Exercise requirements
Each line of the data below from the one holding "if claims.exp <= now" to the one holding "let token = issuer.issue(&alice());", inclusive, is to be reproduced exactly; no other line belongs in the answer.

[Extracted records — start]

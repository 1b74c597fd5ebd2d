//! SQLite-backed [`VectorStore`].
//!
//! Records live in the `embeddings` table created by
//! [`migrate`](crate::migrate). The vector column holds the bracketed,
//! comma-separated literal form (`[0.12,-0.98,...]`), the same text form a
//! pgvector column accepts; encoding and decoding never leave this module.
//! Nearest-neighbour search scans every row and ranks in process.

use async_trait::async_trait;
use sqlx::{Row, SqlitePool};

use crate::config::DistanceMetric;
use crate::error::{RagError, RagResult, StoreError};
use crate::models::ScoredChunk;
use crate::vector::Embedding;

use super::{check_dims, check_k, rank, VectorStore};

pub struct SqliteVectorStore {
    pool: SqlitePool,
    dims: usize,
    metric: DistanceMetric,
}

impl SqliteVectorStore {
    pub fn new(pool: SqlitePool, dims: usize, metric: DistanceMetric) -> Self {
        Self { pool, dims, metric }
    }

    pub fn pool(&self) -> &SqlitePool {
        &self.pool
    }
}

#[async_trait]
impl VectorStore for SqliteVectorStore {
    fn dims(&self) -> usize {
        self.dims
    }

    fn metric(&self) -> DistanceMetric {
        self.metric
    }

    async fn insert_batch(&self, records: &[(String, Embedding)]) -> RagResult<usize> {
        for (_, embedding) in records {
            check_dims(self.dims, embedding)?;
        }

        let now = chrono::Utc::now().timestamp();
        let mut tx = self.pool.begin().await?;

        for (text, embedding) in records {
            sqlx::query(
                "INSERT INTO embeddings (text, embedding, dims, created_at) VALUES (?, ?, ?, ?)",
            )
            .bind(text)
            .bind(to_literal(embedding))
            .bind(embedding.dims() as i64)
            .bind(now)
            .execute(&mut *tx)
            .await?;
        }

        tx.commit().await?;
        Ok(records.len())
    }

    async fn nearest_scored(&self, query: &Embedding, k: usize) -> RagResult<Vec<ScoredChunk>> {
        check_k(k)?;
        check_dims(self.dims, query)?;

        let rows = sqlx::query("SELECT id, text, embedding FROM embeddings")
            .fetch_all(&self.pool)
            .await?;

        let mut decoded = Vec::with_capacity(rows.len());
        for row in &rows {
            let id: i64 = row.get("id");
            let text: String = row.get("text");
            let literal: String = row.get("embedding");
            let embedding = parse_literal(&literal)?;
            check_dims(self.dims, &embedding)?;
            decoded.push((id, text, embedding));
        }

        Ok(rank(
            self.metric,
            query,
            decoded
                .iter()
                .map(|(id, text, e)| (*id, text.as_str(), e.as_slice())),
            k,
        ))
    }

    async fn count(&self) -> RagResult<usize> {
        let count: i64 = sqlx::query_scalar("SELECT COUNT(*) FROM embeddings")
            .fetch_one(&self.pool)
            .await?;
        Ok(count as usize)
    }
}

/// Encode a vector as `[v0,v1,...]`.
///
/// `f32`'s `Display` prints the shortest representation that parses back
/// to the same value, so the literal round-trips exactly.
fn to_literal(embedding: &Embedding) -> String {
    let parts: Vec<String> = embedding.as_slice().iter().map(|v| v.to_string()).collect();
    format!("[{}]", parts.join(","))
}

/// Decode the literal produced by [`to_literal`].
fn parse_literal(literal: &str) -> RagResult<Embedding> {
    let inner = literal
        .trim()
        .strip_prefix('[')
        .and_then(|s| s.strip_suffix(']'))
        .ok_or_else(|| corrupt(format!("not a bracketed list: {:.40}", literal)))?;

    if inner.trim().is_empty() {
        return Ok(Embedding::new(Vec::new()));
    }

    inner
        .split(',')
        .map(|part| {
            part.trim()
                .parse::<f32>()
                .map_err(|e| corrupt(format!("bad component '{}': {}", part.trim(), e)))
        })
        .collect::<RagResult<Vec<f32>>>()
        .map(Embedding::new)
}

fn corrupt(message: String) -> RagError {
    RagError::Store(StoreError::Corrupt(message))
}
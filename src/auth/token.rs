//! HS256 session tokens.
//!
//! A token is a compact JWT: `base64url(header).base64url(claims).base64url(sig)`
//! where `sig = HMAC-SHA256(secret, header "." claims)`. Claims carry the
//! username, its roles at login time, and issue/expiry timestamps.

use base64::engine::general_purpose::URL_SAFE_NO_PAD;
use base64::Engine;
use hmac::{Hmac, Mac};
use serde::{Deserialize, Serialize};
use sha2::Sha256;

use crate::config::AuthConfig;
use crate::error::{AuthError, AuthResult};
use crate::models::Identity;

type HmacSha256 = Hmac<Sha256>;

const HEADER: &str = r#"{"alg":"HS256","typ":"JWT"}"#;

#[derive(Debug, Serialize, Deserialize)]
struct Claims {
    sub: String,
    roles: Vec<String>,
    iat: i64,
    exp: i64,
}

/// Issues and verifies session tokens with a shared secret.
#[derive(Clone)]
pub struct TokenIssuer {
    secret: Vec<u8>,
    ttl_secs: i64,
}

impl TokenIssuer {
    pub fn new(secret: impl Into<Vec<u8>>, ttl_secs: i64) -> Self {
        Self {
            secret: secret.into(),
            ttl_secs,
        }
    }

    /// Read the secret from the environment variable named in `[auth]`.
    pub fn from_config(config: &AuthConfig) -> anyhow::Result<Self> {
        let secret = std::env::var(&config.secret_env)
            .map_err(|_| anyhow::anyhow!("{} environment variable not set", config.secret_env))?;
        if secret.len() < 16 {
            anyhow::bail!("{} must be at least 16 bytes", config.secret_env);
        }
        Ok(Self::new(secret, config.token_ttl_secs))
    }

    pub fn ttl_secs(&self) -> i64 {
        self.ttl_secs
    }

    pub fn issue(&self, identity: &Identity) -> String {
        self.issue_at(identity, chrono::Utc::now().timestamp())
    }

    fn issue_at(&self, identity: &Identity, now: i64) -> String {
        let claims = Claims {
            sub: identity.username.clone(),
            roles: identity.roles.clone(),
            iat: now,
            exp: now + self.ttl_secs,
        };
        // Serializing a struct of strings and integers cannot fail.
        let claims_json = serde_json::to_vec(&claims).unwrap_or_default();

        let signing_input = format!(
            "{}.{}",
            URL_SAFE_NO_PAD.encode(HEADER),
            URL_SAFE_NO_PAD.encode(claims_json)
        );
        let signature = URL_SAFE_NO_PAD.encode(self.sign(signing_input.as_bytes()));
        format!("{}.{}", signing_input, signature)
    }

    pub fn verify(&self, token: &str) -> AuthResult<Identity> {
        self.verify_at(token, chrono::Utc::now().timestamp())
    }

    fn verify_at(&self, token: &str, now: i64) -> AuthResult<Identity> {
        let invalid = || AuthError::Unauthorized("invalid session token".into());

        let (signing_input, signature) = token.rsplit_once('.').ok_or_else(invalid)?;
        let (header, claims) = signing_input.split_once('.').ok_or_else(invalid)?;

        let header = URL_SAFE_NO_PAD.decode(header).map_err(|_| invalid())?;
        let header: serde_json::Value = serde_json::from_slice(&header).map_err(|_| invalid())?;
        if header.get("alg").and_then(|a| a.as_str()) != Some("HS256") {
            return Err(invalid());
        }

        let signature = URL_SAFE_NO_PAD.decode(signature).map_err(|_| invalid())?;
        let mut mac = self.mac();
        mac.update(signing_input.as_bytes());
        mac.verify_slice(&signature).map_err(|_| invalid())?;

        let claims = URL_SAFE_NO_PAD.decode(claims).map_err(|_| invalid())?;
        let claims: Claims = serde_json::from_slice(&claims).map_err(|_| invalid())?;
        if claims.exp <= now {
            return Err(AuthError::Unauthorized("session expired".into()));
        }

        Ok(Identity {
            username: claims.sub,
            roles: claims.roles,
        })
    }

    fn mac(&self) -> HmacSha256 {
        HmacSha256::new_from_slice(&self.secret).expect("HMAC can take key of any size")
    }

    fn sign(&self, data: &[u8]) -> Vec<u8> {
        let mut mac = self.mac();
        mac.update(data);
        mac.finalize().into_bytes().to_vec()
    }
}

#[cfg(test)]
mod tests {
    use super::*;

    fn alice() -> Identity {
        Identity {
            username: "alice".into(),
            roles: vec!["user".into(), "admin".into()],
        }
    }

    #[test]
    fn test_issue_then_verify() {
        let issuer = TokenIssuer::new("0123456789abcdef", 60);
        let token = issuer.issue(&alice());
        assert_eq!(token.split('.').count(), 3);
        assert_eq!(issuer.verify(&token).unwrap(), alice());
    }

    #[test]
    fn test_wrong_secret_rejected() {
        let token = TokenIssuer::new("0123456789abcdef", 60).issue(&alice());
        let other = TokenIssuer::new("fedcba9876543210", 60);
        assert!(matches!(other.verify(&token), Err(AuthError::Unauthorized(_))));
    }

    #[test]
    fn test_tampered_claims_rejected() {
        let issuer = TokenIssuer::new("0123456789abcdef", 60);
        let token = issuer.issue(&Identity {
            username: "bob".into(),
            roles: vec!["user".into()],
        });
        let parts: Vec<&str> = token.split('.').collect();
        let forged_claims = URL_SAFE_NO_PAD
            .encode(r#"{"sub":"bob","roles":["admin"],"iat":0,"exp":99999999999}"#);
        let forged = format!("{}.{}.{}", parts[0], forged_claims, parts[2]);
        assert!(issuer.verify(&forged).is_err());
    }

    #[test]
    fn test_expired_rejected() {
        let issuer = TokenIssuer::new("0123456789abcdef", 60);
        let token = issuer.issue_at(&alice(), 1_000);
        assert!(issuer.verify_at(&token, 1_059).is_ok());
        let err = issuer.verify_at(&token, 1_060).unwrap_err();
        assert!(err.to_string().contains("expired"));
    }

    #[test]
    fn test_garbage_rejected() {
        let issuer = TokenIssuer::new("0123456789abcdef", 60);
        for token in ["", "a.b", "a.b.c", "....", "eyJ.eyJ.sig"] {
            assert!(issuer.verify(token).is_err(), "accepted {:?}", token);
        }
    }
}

[Extracted records — finish]

Result below
        if claims.exp <= now {
            return Err(AuthError::Unauthorized("session expired".into()));
        }

        Ok(Identity {
            username: claims.sub,
            roles: claims.roles,
        })
    }

    fn mac(&self) -> HmacSha256 {
        HmacSha256::new_from_slice(&self.secret).expect("HMAC can take key of any size")
    }

    fn sign(&self, data: &[u8]) -> Vec<u8> {
        let mut mac = self.mac();
        mac.update(data);
        mac.finalize().into_bytes().to_vec()
    }
}

#[cfg(test)]
mod tests {
    use super::*;

    fn alice() -> Identity {
        Identity {
            username: "alice".into(),
            roles: vec!["user".into(), "admin".into()],
        }
    }

    #[test]
    fn test_issue_then_verify() {
        let issuer = TokenIssuer::new("0123456789abcdef", 60);
        let token = issuer.issue(&alice());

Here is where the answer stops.